§ **Supplied information**:
//! Route registry mapping public identifiers to live tunnels

use crate::RouteKey;
use dashmap::mapref::entry::Entry;
use dashmap::DashMap;
use std::sync::Arc;
use thiserror::Error;
use tracing::trace;

/// Route target information
#[derive(Debug, Clone, PartialEq, Eq)]
pub struct RouteTarget {
    pub tunnel_id: String,
    /// Local service on the client side (e.g. "localhost:3000")
    pub target_addr: String,
}

impl RouteTarget {
    pub fn new(tunnel_id: impl Into<String>, target_addr: impl Into<String>) -> Self {
        Self {
            tunnel_id: tunnel_id.into(),
            target_addr: target_addr.into(),
        }
    }
}

#[derive(Debug, Clone, PartialEq, Eq, Error)]
pub enum RouteError {
    #[error("Route not found: {0}")]
    RouteNotFound(RouteKey),

    #[error("Route already exists: {0}")]
    RouteAlreadyExists(RouteKey),
}

/// Concurrent route table
///
/// Cloning is cheap and clones share the same table.
#[derive(Debug, Clone, Default)]
pub struct RouteRegistry {
    routes: Arc<DashMap<RouteKey, RouteTarget>>,
}

impl RouteRegistry {
    pub fn new() -> Self {
        Self::default()
    }

    /// Insert a route; fails if the key is already taken
    pub fn register(&self, key: RouteKey, target: RouteTarget) -> Result<(), RouteError> {
        match self.routes.entry(key) {
            Entry::Occupied(existing) => Err(RouteError::RouteAlreadyExists(existing.key().clone())),
            Entry::Vacant(slot) => {
                trace!("Registering route {} -> {}", slot.key(), target.tunnel_id);
                slot.insert(target);
                Ok(())
            }
        }
    }

    pub fn lookup(&self, key: &RouteKey) -> Result<RouteTarget, RouteError> {
        self.routes
            .get(key)
            .map(|entry| entry.value().clone())
            .ok_or_else(|| RouteError::RouteNotFound(key.clone()))
    }

    pub fn unregister(&self, key: &RouteKey) -> Result<RouteTarget, RouteError> {
        self.routes
            .remove(key)
            .map(|(_, target)| target)
            .ok_or_else(|| RouteError::RouteNotFound(key.clone()))
    }

    /// Remove the route only while it still points at `tunnel_id`
    pub fn unregister_owned(&self, key: &RouteKey, tunnel_id: &str) -> bool {
        self.routes
            .remove_if(key, |_, target| target.tunnel_id == tunnel_id)
            .is_some()
    }

    pub fn exists(&self, key: &RouteKey) -> bool {
        self.routes.contains_key(key)
    }

    pub fn all_routes(&self) -> Vec<(RouteKey, RouteTarget)> {
        self.routes
            .iter()
            .map(|entry| (entry.key().clone(), entry.value().clone()))
            .collect()
    }

    pub fn count(&self) -> usize {
        self.routes.len()
    }
}

#[cfg(test)]
mod tests {
    use super::*;

    #[test]
    fn test_register_and_lookup() {
        let registry = RouteRegistry::new();
        let key = RouteKey::Subdomain("my-app".to_string());
        registry
            .register(key.clone(), RouteTarget::new("t-1", "localhost:3000"))
            .unwrap();

        let found = registry.lookup(&key).unwrap();
        assert_eq!(found.tunnel_id, "t-1");
        assert_eq!(found.target_addr, "localhost:3000");
        assert!(registry.exists(&key));
    }

    #[test]
    fn test_duplicate_key_keeps_first_owner() {
        let registry = RouteRegistry::new();
        let key = RouteKey::TcpPort(10042);
        registry
            .register(key.clone(), RouteTarget::new("t-1", "localhost:5432"))
            .unwrap();

        let err = registry
            .register(key.clone(), RouteTarget::new("t-2", "localhost:5432"))
            .unwrap_err();
        assert_eq!(err, RouteError::RouteAlreadyExists(key.clone()));
        assert_eq!(registry.lookup(&key).unwrap().tunnel_id, "t-1");
    }

    #[test]
    fn test_unregister_owned_ignores_other_tunnels() {
        let registry = RouteRegistry::new();
        let key = RouteKey::Subdomain("shared".to_string());
        registry
            .register(key.clone(), RouteTarget::new("new-owner", "localhost:80"))
            .unwrap();

        assert!(!registry.unregister_owned(&key, "old-owner"));
        assert!(registry.exists(&key));
        assert!(registry.unregister_owned(&key, "new-owner"));
        assert_eq!(registry.count(), 0);
    }

    #[test]
    fn test_missing_route() {
        let registry = RouteRegistry::new();
        let key = RouteKey::TcpPort(8080);
        assert_eq!(
            registry.lookup(&key).unwrap_err(),
            RouteError::RouteNotFound(key.clone())
        );
        assert!(registry.unregister(&key).is_err());
    }

    #[test]
    fn test_clones_share_table() {
        let registry = RouteRegistry::new();
        let other = registry.clone();
        registry
            .register(RouteKey::TcpPort(1), RouteTarget::new("t", "x"))
            .unwrap();
        assert_eq!(other.count(), 1);
        assert_eq!(other.all_routes().len(), 1);
    }
}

§ **What you have to do**:
Give back each line above precisely as it stands.

§ **Response for this exercise**:
//! Route registry mapping public identifiers to live tunnels

use crate::RouteKey;
use dashmap::mapref::entry::Entry;
use dashmap::DashMap;
use std::sync::Arc;
use thiserror::Error;
use tracing::trace;

/// Route target information
#[derive(Debug, Clone, PartialEq, Eq)]
pub struct RouteTarget {
    pub tunnel_id: String,
    /// Local service on the client side (e.g. "localhost:3000")
    pub target_addr: String,
}

impl RouteTarget {
    pub fn new(tunnel_id: impl Into<String>, target_addr: impl Into<String>) -> Self {
        Self {
            tunnel_id: tunnel_id.into(),
            target_addr: target_addr.into(),
        }
    }
}

#[derive(Debug, Clone, PartialEq, Eq, Error)]
pub enum RouteError {
    #[error("Route not found: {0}")]
    RouteNotFound(RouteKey),

    #[error("Route already exists: {0}")]
    RouteAlreadyExists(RouteKey),
}

/// Concurrent route table
///
/// Cloning is cheap and clones share the same table.
#[derive(Debug, Clone, Default)]
pub struct RouteRegistry {
    routes: Arc<DashMap<RouteKey, RouteTarget>>,
}

impl RouteRegistry {
    pub fn new() -> Self {
        Self::default()
    }

    /// Insert a route; fails if the key is already taken
    pub fn register(&self, key: RouteKey, target: RouteTarget) -> Result<(), RouteError> {
        match self.routes.entry(key) {
            Entry::Occupied(existing) => Err(RouteError::RouteAlreadyExists(existing.key().clone())),
            Entry::Vacant(slot) => {
                trace!("Registering route {} -> {}", slot.key(), target.tunnel_id);
                slot.insert(target);
                Ok(())
            }
        }
    }

    pub fn lookup(&self, key: &RouteKey) -> Result<RouteTarget, RouteError> {
        self.routes
            .get(key)
            .map(|entry| entry.value().clone())
            .ok_or_else(|| RouteError::RouteNotFound(key.clone()))
    }

    pub fn unregister(&self, key: &RouteKey) -> Result<RouteTarget, RouteError> {
        self.routes
            .remove(key)
            .map(|(_, target)| target)
            .ok_or_else(|| RouteError::RouteNotFound(key.clone()))
    }

    /// Remove the route only while it still points at `tunnel_id`
    pub fn unregister_owned(&self, key: &RouteKey, tunnel_id: &str) -> bool {
        self.routes
            .remove_if(key, |_, target| target.tunnel_id == tunnel_id)
            .is_some()
    }

    pub fn exists(&self, key: &RouteKey) -> bool {
        self.routes.contains_key(key)
    }

    pub fn all_routes(&self) -> Vec<(RouteKey, RouteTarget)> {
        self.routes
            .iter()
            .map(|entry| (entry.key().clone(), entry.value().clone()))
            .collect()
    }

    pub fn count(&self) -> usize {
        self.routes.len()
    }
}

#[cfg(test)]
mod tests {
    use super::*;

    #[test]
    fn test_register_and_lookup() {
        let registry = RouteRegistry::new();
        let key = RouteKey::Subdomain("my-app".to_string());
        registry
            .register(key.clone(), RouteTarget::new("t-1", "localhost:3000"))
            .unwrap();

        let found = registry.lookup(&key).unwrap();
        assert_eq!(found.tunnel_id, "t-1");
        assert_eq!(found.target_addr, "localhost:3000");
        assert!(registry.exists(&key));
    }

    #[test]
    fn test_duplicate_key_keeps_first_owner() {
        let registry = RouteRegistry::new();
        let key = RouteKey::TcpPort(10042);
        registry
            .register(key.clone(), RouteTarget::new("t-1", "localhost:5432"))
            .unwrap();

        let err = registry
            .register(key.clone(), RouteTarget::new("t-2", "localhost:5432"))
            .unwrap_err();
        assert_eq!(err, RouteError::RouteAlreadyExists(key.clone()));
        assert_eq!(registry.lookup(&key).unwrap().tunnel_id, "t-1");
    }

    #[test]
    fn test_unregister_owned_ignores_other_tunnels() {
        let registry = RouteRegistry::new();
        let key = RouteKey::Subdomain("shared".to_string());
        registry
            .register(key.clone(), RouteTarget::new("new-owner", "localhost:80"))
            .unwrap();

        assert!(!registry.unregister_owned(&key, "old-owner"));
        assert!(registry.exists(&key));
        assert!(registry.unregister_owned(&key, "new-owner"));
        assert_eq!(registry.count(), 0);
    }

    #[test]
    fn test_missing_route() {
        let registry = RouteRegistry::new();
        let key = RouteKey::TcpPort(8080);
        assert_eq!(
            registry.lookup(&key).unwrap_err(),
            RouteError::RouteNotFound(key.clone())
        );
        assert!(registry.unregister(&key).is_err());
    }

    #[test]
    fn test_clones_share_table() {
        let registry = RouteRegistry::new();
        let other = registry.clone();
        registry
            .register(RouteKey::TcpPort(1), RouteTarget::new("t", "x"))
            .unwrap();
        assert_eq!(other.count(), 1);
        assert_eq!(other.all_routes().len(), 1);
    }
}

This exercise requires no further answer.